Level of education
Bachelor's degree
ECTS
5 credits
Training structure
Faculty of Science
Hours per week
42h
Description
This course includes an upgrade and deepening of programming techniques as well as an introduction to computational physics. We will begin with a review of procedural programming using the Python 3 language. We will then take an in-depth look at numerical methods relevant to physics, studying a selection of classic algorithms from numerical analysis and applying them to physical problems.
Objectives
Learn to program at an advanced level with Python and know how to apply your knowledge of scientific programming. Understand the concepts of numerical error, numerical stability, and algorithmic complexity. Know and be able to implement selected methods for numerical integration, solving ordinary and partial differential equations, and Monte Carlo sampling.
Mandatory prerequisites
Basic programming skills. Knowledge of computer science, physics, and mathematics at the bachelor's degree level in physics.
Recommended prerequisites
Proficiency in Python 3 and its modules, particularly NumPy. Bachelor's degree in programming and computational physics, specifically either "Programming for Physics" or "Simulation Tools" in L3 or equivalent.
Knowledge assessment
Continuous assessment
Syllabus
Procedural programming with Python 3 (revisions and in-depth study)

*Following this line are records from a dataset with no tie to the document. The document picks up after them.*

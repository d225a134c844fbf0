//! Search box controller.
//!
//! Keystrokes update the query immediately and (re)arm a debounce timer owned
//! by this instance. When the timer fires, the effective query is sent with a
//! sequence tag; only a response carrying the most recently issued tag may
//! replace the results, so a slow answer to an older query can never
//! overwrite a newer one.

use crate::models::FileRecord;
use crate::services::{ApiError, FileApi};
use crate::utils::lock;
use std::sync::{Arc, Mutex};
use std::time::Duration;
use tokio::sync::watch;
use tokio::task::JoinHandle;

/// Identifier actually sent: the trimmed query, or `fallback` when that is empty.
pub fn effective_query(raw: &str, fallback: &str) -> String {
    let trimmed = raw.trim();
    if trimmed.is_empty() {
        fallback.to_string()
    } else {
        trimmed.to_string()
    }
}

#[derive(Debug, Clone, Default, PartialEq)]
pub struct SearchState {
    /// Raw text as typed.
    pub query: String,
    pub results: Vec<FileRecord>,
    /// Identifier the current `results` were fetched for.
    pub results_for: Option<String>,
    /// A request for the latest tag is outstanding.
    pub loading: bool,
    /// Set when the latest request failed; cleared by the next applied response.
    pub last_error: Option<String>,
}

#[derive(Debug, Clone, Copy, PartialEq, Eq)]
pub enum FetchOutcome {
    Applied,
    Failed,
    /// A newer request was issued before this one resolved.
    Stale,
}

#[derive(Clone)]
pub struct SearchController {
    inner: Arc<Inner>,
}

struct Inner {
    api: Arc<dyn FileApi>,
    debounce: Duration,
    fallback_query: String,
    request_timeout: Duration,
    latest_tag: Mutex<u64>,
    pending: Mutex<Option<JoinHandle<()>>>,
    state: watch::Sender<SearchState>,
}

impl SearchController {
    pub fn new(
        api: Arc<dyn FileApi>,
        debounce: Duration,
        fallback_query: impl Into<String>,
        request_timeout: Duration,
    ) -> Self {
        let (state, _) = watch::channel(SearchState::default());
        Self {
            inner: Arc::new(Inner {
                api,
                debounce,
                fallback_query: fallback_query.into(),
                request_timeout,
                latest_tag: Mutex::new(0),
                pending: Mutex::new(None),
                state,
            }),
        }
    }

    pub fn subscribe(&self) -> watch::Receiver<SearchState> {
        self.inner.state.subscribe()
    }

    pub fn state(&self) -> SearchState {
        self.inner.state.borrow().clone()
    }

    pub fn query(&self) -> String {
        self.inner.state.borrow().query.clone()
    }

    pub fn results(&self) -> Vec<FileRecord> {
        self.inner.state.borrow().results.clone()
    }

    pub fn last_error(&self) -> Option<String> {
        self.inner.state.borrow().last_error.clone()
    }

    /// The identifier the current query text resolves to.
    pub fn effective_query(&self) -> String {
        effective_query(&self.query(), &self.inner.fallback_query)
    }

    /// Fire a search for the current query right away, without debouncing.
    /// Used once when the search view is first shown.
    pub fn mount(&self) -> JoinHandle<FetchOutcome> {
        let query = self.effective_query();
        let tag = self.inner.issue();
        let inner = Arc::clone(&self.inner);
        tokio::spawn(async move { inner.run(tag, &query).await })
    }

    /// Update the query text and reschedule the debounced search.
    pub fn set_query(&self, text: impl Into<String>) {
        let text = text.into();
        self.inner.state.send_modify(|state| state.query = text.clone());

        let inner = Arc::clone(&self.inner);
        let mut pending = lock(&self.inner.pending);
        if let Some(previous) = pending.take() {
            previous.abort();
        }

        *pending = Some(tokio::spawn(async move {
            tokio::time::sleep(inner.debounce).await;

            // No await between here and the spawn: once the timer has fired,
            // a later `set_query` can no longer cancel this search.
            let query = effective_query(&text, &inner.fallback_query);
            let tag = inner.issue();
            tracing::debug!(query = %query, tag, "Debounced search fired");
            let runner = Arc::clone(&inner);
            tokio::spawn(async move {
                runner.run(tag, &query).await;
            });
        }));
    }

    /// Drop a scheduled search that has not fired yet.
    pub fn cancel_pending(&self) {
        if let Some(pending) = lock(&self.inner.pending).take() {
            pending.abort();
        }
    }

    /// Issue one search for `effective_query` and apply the answer unless a
    /// newer request has been issued in the meantime.
    pub async fn fetch_results(&self, effective_query: &str) -> FetchOutcome {
        let tag = self.inner.issue();
        self.inner.run(tag, effective_query).await
    }
}

impl Inner {
    /// Allocate the next request tag; it becomes the only one allowed to apply.
    fn issue(&self) -> u64 {
        let mut latest = lock(&self.latest_tag);
        *latest += 1;
        self.state.send_modify(|state| state.loading = true);
        *latest
    }

    async fn run(&self, tag: u64, query: &str) -> FetchOutcome {
        let result = match tokio::time::timeout(self.request_timeout, self.api.search(query)).await
        {
            Ok(result) => result,
            Err(_) => Err(ApiError::Timeout(self.request_timeout)),
        };
        self.apply(tag, query, result)
    }

    fn apply(
        &self,
        tag: u64,
        query: &str,
        result: Result<Vec<FileRecord>, ApiError>,
    ) -> FetchOutcome {
        // Held while publishing so no newer tag can be issued and applied in between.
        let latest = lock(&self.latest_tag);
        if *latest != tag {
            tracing::debug!(query = %query, tag, latest = *latest, "Discarding stale search response");
            return FetchOutcome::Stale;
        }

        match result {
            Ok(records) => {
                tracing::debug!(query = %query, hits = records.len(), "Search results applied");
                self.state.send_modify(|state| {
                    state.results = records;
                    state.results_for = Some(query.to_string());
                    state.loading = false;
                    state.last_error = None;
                });
                FetchOutcome::Applied
            }
            Err(e) => {
                tracing::error!(query = %query, error = %e, "Error fetching search results");
                self.state.send_modify(|state| {
                    state.loading = false;
                    state.last_error = Some(e.to_string());
                });
                FetchOutcome::Failed
            }
        }
    }
}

Scientific programming, the NumPy library
Graphics with Matplotlib
Concepts of numerical error, stability, and algorithmic complexity
Numerical quadrature methods: Newton-Cotes methods, adaptive methods, Gaussian quadrature
Ordinary differential equations: Runge-Kutta methods, implicit methods, adaptive methods
Finite difference methods for partial differential equations
Monte Carlo sampling and integration